Au loin, sur le chemin boueux, mes yeux myopes distinguèrent un groupe de pèlerins qui tanguaient, ils passèrent à mes côtés sans répondre à mon « Bonjour ». Qu’importe, je me sentais déjà  étrangère…  

La route défilait et ces images resurgissaient. Ce lien ténu me permettait de combler un vide vertigineux. Il était tapi là, au fond de mes tripes. Dans quelques heures, je serai à Vichy.

  Je venais de tout quitter. Mes enfants, mon ex, ma ville de Beauvais, ma Picardie natale. Je roulais vers une vie nouvelle, vers l’homme que j’aimais. Un immense sentiment de liberté m’habitait à mesure que la distance s’amenuisait. Se pourrait-il qu’enfin le bonheur soit là, pour moi aussi ?

Cette même luminosité qui me pesait tant, je ne la subissais plus. Je portais la lumière en moi. Chaude et vibrante énergie d’un feu intérieur, c’était si bon.

  Ce moment-là, je l’attendais depuis plus d’une année, en fait, depuis bien plus longtemps que cela. C’était comme sortir d’une tombe, d’un couloir sans fenêtres. Depuis près de vingt ans, j’y vivais aveugle et sourde aux cris de l’intérieur, avec l’incroyable perception que tout avait débuté hier. Quel besoin indétectable m’avait poussée à  plonger dans un tel oubli. J’y avais supporté dignement les violences de mon mari asiatique. Les coups pleuvaient lorsqu’il buvait, ce qui avait débuté à peine deux ans après notre mariage. Période à partir de laquelle l’élégance de l’amour avait disparu. Sans doute était-il brisé dans sa chair depuis son départ du Cambodge. Moi, sa femme, je servais d’exutoire,  bouc émissaire des souffrances de tout un peuple. Soumise et silencieuse victime, mon éducation ne permettait pas d’en comprendre les raisons, celles de mon abdication. Copié-collé d’images familiales sans doute.

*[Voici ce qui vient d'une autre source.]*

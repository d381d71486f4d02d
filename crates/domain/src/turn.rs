//! Core turn model: routes, cache tiers, guardian states, intent
//! results, and the per-turn record the orchestrator builds up and the
//! telemetry recorder consumes.

use std::collections::BTreeMap;

use chrono::{DateTime, Utc};
use serde::{Deserialize, Serialize};
use uuid::Uuid;

use crate::error::ToolCallClass;

// ━━━━━━━━━━━━━━━━━━━━━━━━━━━━━━━━━━━━━━━━━━━━━━━━━━━━━━━━━━━━━━━━━━
// Route
// ━━━━━━━━━━━━━━━━━━━━━━━━━━━━━━━━━━━━━━━━━━━━━━━━━━━━━━━━━━━━━━━━━━

/// Generative backend arm. The set is closed; the registry of backends
/// is keyed by this enum, never by subclassing.
#[derive(Debug, Clone, Copy, PartialEq, Eq, Hash, Serialize, Deserialize)]
#[serde(rename_all = "lowercase")]
pub enum Route {
    Micro,
    Planner,
    Deep,
}

impl Route {
    pub const ALL: [Route; 3] = [Route::Micro, Route::Planner, Route::Deep];

    pub fn as_str(&self) -> &'static str {
        match self {
            Route::Micro => "micro",
            Route::Planner => "planner",
            Route::Deep => "deep",
        }
    }

    /// Demotion order when an arm is inadmissible: deep → planner → micro.
    pub fn demote(&self) -> Option<Route> {
        match self {
            Route::Deep => Some(Route::Planner),
            Route::Planner => Some(Route::Micro),
            Route::Micro => None,
        }
    }
}

impl std::fmt::Display for Route {
    fn fmt(&self, f: &mut std::fmt::Formatter<'_>) -> std::fmt::Result {
        f.write_str(self.as_str())
    }
}

// ━━━━━━━━━━━━━━━━━━━━━━━━━━━━━━━━━━━━━━━━━━━━━━━━━━━━━━━━━━━━━━━━━━
// CacheTier
// ━━━━━━━━━━━━━━━━━━━━━━━━━━━━━━━━━━━━━━━━━━━━━━━━━━━━━━━━━━━━━━━━━━

/// Which cache tier served (or didn't serve) a turn. Surfaced in the
/// `X-Cache` header and the telemetry event.
#[derive(Debug, Clone, Copy, PartialEq, Eq, Serialize, Deserialize)]
pub enum CacheTier {
    L1,
    L2,
    L3,
    #[serde(rename = "miss")]
    Miss,
    /// Cache disabled or errored; the turn ran without it.
    #[serde(rename = "bypass")]
    Bypass,
}

impl CacheTier {
    pub fn as_str(&self) -> &'static str {
        match self {
            CacheTier::L1 => "L1",
            CacheTier::L2 => "L2",
            CacheTier::L3 => "L3",
            CacheTier::Miss => "miss",
            CacheTier::Bypass => "bypass",
        }
    }

    pub fn is_hit(&self) -> bool {
        matches!(self, CacheTier::L1 | CacheTier::L2 | CacheTier::L3)
    }
}

// ━━━━━━━━━━━━━━━━━━━━━━━━━━━━━━━━━━━━━━━━━━━━━━━━━━━━━━━━━━━━━━━━━━
// GuardianState
// ━━━━━━━━━━━━━━━━━━━━━━━━━━━━━━━━━━━━━━━━━━━━━━━━━━━━━━━━━━━━━━━━━━

/// Admission-control state. Transitions are owned by the guardian
/// sampler task; everyone else only reads snapshots.
#[derive(Debug, Clone, Copy, PartialEq, Eq, Serialize, Deserialize)]
#[serde(rename_all = "lowercase")]
pub enum GuardianState {
    Normal,
    Brownout,
    Emergency,
    Lockdown,
}

impl GuardianState {
    pub fn as_str(&self) -> &'static str {
        match self {
            GuardianState::Normal => "normal",
            GuardianState::Brownout => "brownout",
            GuardianState::Emergency => "emergency",
            GuardianState::Lockdown => "lockdown",
        }
    }
}

impl std::fmt::Display for GuardianState {
    fn fmt(&self, f: &mut std::fmt::Formatter<'_>) -> std::fmt::Result {
        f.write_str(self.as_str())
    }
}

// ━━━━━━━━━━━━━━━━━━━━━━━━━━━━━━━━━━━━━━━━━━━━━━━━━━━━━━━━━━━━━━━━━━
// IntentResult
// ━━━━━━━━━━━━━━━━━━━━━━━━━━━━━━━━━━━━━━━━━━━━━━━━━━━━━━━━━━━━━━━━━━

/// Where an intent classification came from.
#[derive(Debug, Clone, Copy, PartialEq, Eq, Serialize, Deserialize)]
#[serde(rename_all = "lowercase")]
pub enum IntentSource {
    /// Deterministic regex guard short-circuit.
    Guard,
    /// The NLU service.
    Nlu,
    /// Entailment second opinion on low NLU confidence.
    Entailment,
    /// Rule-based fallback after an NLU error or timeout.
    Fallback,
}

/// Result of intent classification for one turn.
#[derive(Debug, Clone, Serialize, Deserialize)]
pub struct IntentResult {
    pub intent: String,
    pub confidence: f32,
    /// Slot hints extracted by the classifier (e.g. `person`, `when`).
    #[serde(default)]
    pub slots: BTreeMap<String, String>,
    #[serde(default)]
    pub route_hint: Option<Route>,
    /// Carried through to telemetry; no routing effect.
    #[serde(default)]
    pub mood_score: Option<f32>,
    pub source: IntentSource,
}

impl IntentResult {
    /// Intents whose answers depend on wall-clock time. Only these get a
    /// time bucket in their fingerprint.
    pub fn is_time_sensitive(intent: &str) -> bool {
        matches!(
            intent,
            "weather.lookup" | "time.now" | "news.briefing"
        )
    }
}

// ━━━━━━━━━━━━━━━━━━━━━━━━━━━━━━━━━━━━━━━━━━━━━━━━━━━━━━━━━━━━━━━━━━
// Turn record
// ━━━━━━━━━━━━━━━━━━━━━━━━━━━━━━━━━━━━━━━━━━━━━━━━━━━━━━━━━━━━━━━━━━

/// One executed tool call, as recorded in the turn.
#[derive(Debug, Clone, Serialize, Deserialize)]
pub struct ToolCallRecord {
    pub name: String,
    pub class: ToolCallClass,
    pub lat_ms: u64,
}

/// Per-stage latency breakdown in milliseconds. Stages that did not run
/// stay `None`.
#[derive(Debug, Clone, Default, Serialize, Deserialize)]
pub struct StageTimings {
    pub cache_lookup_ms: Option<u64>,
    pub nlu_ms: Option<u64>,
    pub backend_first_ms: Option<u64>,
    pub backend_full_ms: Option<u64>,
    pub plan_ms: Option<u64>,
    pub store_ms: Option<u64>,
}

/// The turn entity. Created at ingress, exclusively owned by the
/// orchestrator for its lifetime, flushed to telemetry once at the end.
#[derive(Debug, Clone, Serialize, Deserialize)]
pub struct Turn {
    pub trace_id: Uuid,
    pub session_id: String,
    pub lang: String,
    pub text: String,
    pub received_at: DateTime<Utc>,
    pub finished_at: Option<DateTime<Utc>>,

    pub intent: Option<IntentResult>,
    pub route: Option<Route>,
    pub cache_tier: CacheTier,
    pub tool_calls: Vec<ToolCallRecord>,
    pub timings: StageTimings,

    pub energy_wh: f64,
    pub ram_peak_proc_mb: u64,
    pub ram_peak_sys_mb: u64,
    pub guardian_entry: GuardianState,
    pub guardian_exit: Option<GuardianState>,
    pub pii_masked: bool,
}

impl Turn {
    pub fn new(
        session_id: impl Into<String>,
        lang: impl Into<String>,
        text: impl Into<String>,
        guardian_entry: GuardianState,
    ) -> Self {
        Self {
            trace_id: Uuid::new_v4(),
            session_id: session_id.into(),
            lang: lang.into(),
            text: text.into(),
            received_at: Utc::now(),
            finished_at: None,
            intent: None,
            route: None,
            cache_tier: CacheTier::Miss,
            tool_calls: Vec::new(),
            timings: StageTimings::default(),
            energy_wh: 0.0,
            ram_peak_proc_mb: 0,
            ram_peak_sys_mb: 0,
            guardian_entry,
            guardian_exit: None,
            pii_masked: false,
        }
    }

    /// End-to-end full latency once finished.
    pub fn e2e_full_ms(&self) -> Option<u64> {
        self.finished_at
            .map(|end| (end - self.received_at).num_milliseconds().max(0) as u64)
    }
}

// ━━━━━━━━━━━━━━━━━━━━━━━━━━━━━━━━━━━━━━━━━━━━━━━━━━━━━━━━━━━━━━━━━━
// Degradation notices
// ━━━━━━━━━━━━━━━━━━━━━━━━━━━━━━━━━━━━━━━━━━━━━━━━━━━━━━━━━━━━━━━━━━

/// Reason a turn ran degraded. Mapped onto a fixed Swedish phrase table;
/// responses never carry stack traces or internals.
#[derive(Debug, Clone, Copy, PartialEq, Eq, Serialize, Deserialize)]
#[serde(rename_all = "snake_case")]
pub enum DegradeReason {
    LighterMode,
    CachedOnly,
    ToolUnavailable,
    Busy,
}

/// Fixed natural-language notices for degraded operation.
pub fn degrade_notice(reason: DegradeReason) -> &'static str {
    match reason {
        DegradeReason::LighterMode => "Jag växlar till ett lättare läge för snabbare svar.",
        DegradeReason::CachedOnly => "Jag svarar från minnet just nu för att spara resurser.",
        DegradeReason::ToolUnavailable => {
            "Tjänsten är inte tillgänglig just nu, jag gör mitt bästa ändå."
        }
        DegradeReason::Busy => "Jag har mycket att göra just nu, försök igen om en liten stund.",
    }
}

#[cfg(test)]
mod tests {
    use super::*;

    #[test]
    fn route_wire_format_is_lowercase() {
        assert_eq!(serde_json::to_string(&Route::Micro).unwrap(), "\"micro\"");
        assert_eq!(serde_json::to_string(&Route::Deep).unwrap(), "\"deep\"");
        let r: Route = serde_json::from_str("\"planner\"").unwrap();
        assert_eq!(r, Route::Planner);
    }

    #[test]
    fn demotion_chain_terminates_at_micro() {
        assert_eq!(Route::Deep.demote(), Some(Route::Planner));
        assert_eq!(Route::Planner.demote(), Some(Route::Micro));
        assert_eq!(Route::Micro.demote(), None);
    }

    #[test]
    fn cache_tier_hit_classification() {
        assert!(CacheTier::L1.is_hit());
        assert!(CacheTier::L2.is_hit());
        assert!(CacheTier::L3.is_hit());
        assert!(!CacheTier::Miss.is_hit());
        assert!(!CacheTier::Bypass.is_hit());
    }

    #[test]
    fn time_sensitivity_is_a_closed_set() {
        assert!(IntentResult::is_time_sensitive("weather.lookup"));
        assert!(IntentResult::is_time_sensitive("time.now"));
        assert!(!IntentResult::is_time_sensitive("greeting.hello"));
        assert!(!IntentResult::is_time_sensitive("calendar.create"));
    }

    #[test]
    fn turn_latency_requires_finish() {
        let mut turn = Turn::new("s1", "sv", "hej", GuardianState::Normal);
        assert_eq!(turn.e2e_full_ms(), None);
        turn.finished_at = Some(turn.received_at + chrono::Duration::milliseconds(120));
        assert_eq!(turn.e2e_full_ms(), Some(120));
    }

    #[test]
    fn degrade_notices_are_swedish_and_fixed() {
        for reason in [
            DegradeReason::LighterMode,
            DegradeReason::CachedOnly,
            DegradeReason::ToolUnavailable,
            DegradeReason::Busy,
        ] {
            let notice = degrade_notice(reason);
            assert!(!notice.is_empty());
            assert!(!notice.contains("panic"));
        }
    }
}
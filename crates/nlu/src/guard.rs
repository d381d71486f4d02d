//! Deterministic Swedish intent guard: high-precision regex patterns
//! that short-circuit the NLU call for unambiguous turns.

use std::collections::BTreeMap;

use regex::Regex;

use sv_domain::turn::{IntentResult, IntentSource, Route};

/// Confidence attached to guard matches. Deliberately high: these
/// patterns are precision-first.
const GUARD_CONFIDENCE: f32 = 0.97;

struct GuardRule {
    intent: &'static str,
    pattern: Regex,
    route_hint: Route,
}

/// Compiled guard. Patterns run against the raw (lowercased) text, in
/// declaration order; first match wins.
pub struct IntentGuard {
    rules: Vec<GuardRule>,
    calendar_with: Regex,
    calendar_when: Regex,
}

impl IntentGuard {
    pub fn new() -> Self {
        let rule = |intent: &'static str, pattern: &str, route_hint: Route| GuardRule {
            intent,
            pattern: Regex::new(pattern).expect("static regex"),
            route_hint,
        };
        Self {
            rules: vec![
                rule(
                    "greeting.hello",
                    r"^\s*(hej|hejsan|hallå|tjena|god\s*(morgon|kväll|dag))\b",
                    Route::Micro,
                ),
                rule(
                    "time.now",
                    r"\b(vad|hur mycket)\s+är\s+klockan\b",
                    Route::Micro,
                ),
                rule(
                    "weather.lookup",
                    r"\b(vädret|väder|regna|regnar|snöa|snöar)\b",
                    Route::Micro,
                ),
                rule(
                    "email.draft",
                    r"\b(skicka|skriv)\s+(ett\s+)?(mail|mejl|e-?post)\b|\bmaila\b",
                    Route::Planner,
                ),
                rule(
                    "calendar.create",
                    r"\bboka\s+(in\s+)?(ett\s+)?möte\b|\blägg\s+in\b.*\bkalender",
                    Route::Planner,
                ),
            ],
            calendar_with: Regex::new(r"\bmed\s+([a-zåäö]+)").expect("static regex"),
            calendar_when: Regex::new(
                r"\b((?:idag|imorgon|övermorgon)(?:\s+(?:kl|klockan))?\s+\d{1,2}(?::\d{2})?)",
            )
            .expect("static regex"),
        }
    }

    /// Check the text against the guard patterns. The input is never
    /// mutated; matching runs on a lowercased copy.
    pub fn check(&self, text: &str) -> Option<IntentResult> {
        let lowered = text.to_lowercase();
        let rule = self.rules.iter().find(|r| r.pattern.is_match(&lowered))?;

        let mut slots = BTreeMap::new();
        if rule.intent == "calendar.create" {
            if let Some(caps) = self.calendar_with.captures(&lowered) {
                slots.insert("with".to_string(), caps[1].to_string());
            }
            if let Some(caps) = self.calendar_when.captures(&lowered) {
                slots.insert("when".to_string(), caps[1].to_string());
            }
        }

        Some(IntentResult {
            intent: rule.intent.to_string(),
            confidence: GUARD_CONFIDENCE,
            slots,
            route_hint: Some(rule.route_hint),
            mood_score: None,
            source: IntentSource::Guard,
        })
    }
}

impl Default for IntentGuard {
    fn default() -> Self {
        Self::new()
    }
}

  Mais maintenant tout était fini. Fini ! Vous comprenez n’est-ce pas ?

  Il m’attendait. Le nouveau visage de ma vie se dessinait sous les traits de cet homme-là, Michel. Je devais arriver sous peu en voiture, accompagnée par le camion de déménagement. Il fallait tout d’abord que j’installe ma maison. Celle qui me permettrait de recevoir mes quatre enfants, pendant les vacances. Tout était organisé à merveille. Je remplissais chaque seconde avec une telle d’avidité. Que faire d’autre sinon que de rattraper tout ce temps perdu ? Ni les cartons, ni le camion rempli des restes de mon ancienne vie, ni les trois jours qui me séparaient encore de lui n’occasionnaient une gêne quelconque. L’infini s’offrait à moi, sourire aux lèvres, butinant de toutes parts sans que rien ni personne ne m’atteigne.

Il m’avait dit :

« Installe-toi tranquillement et viens me retrouver chez moi dans trois jours ».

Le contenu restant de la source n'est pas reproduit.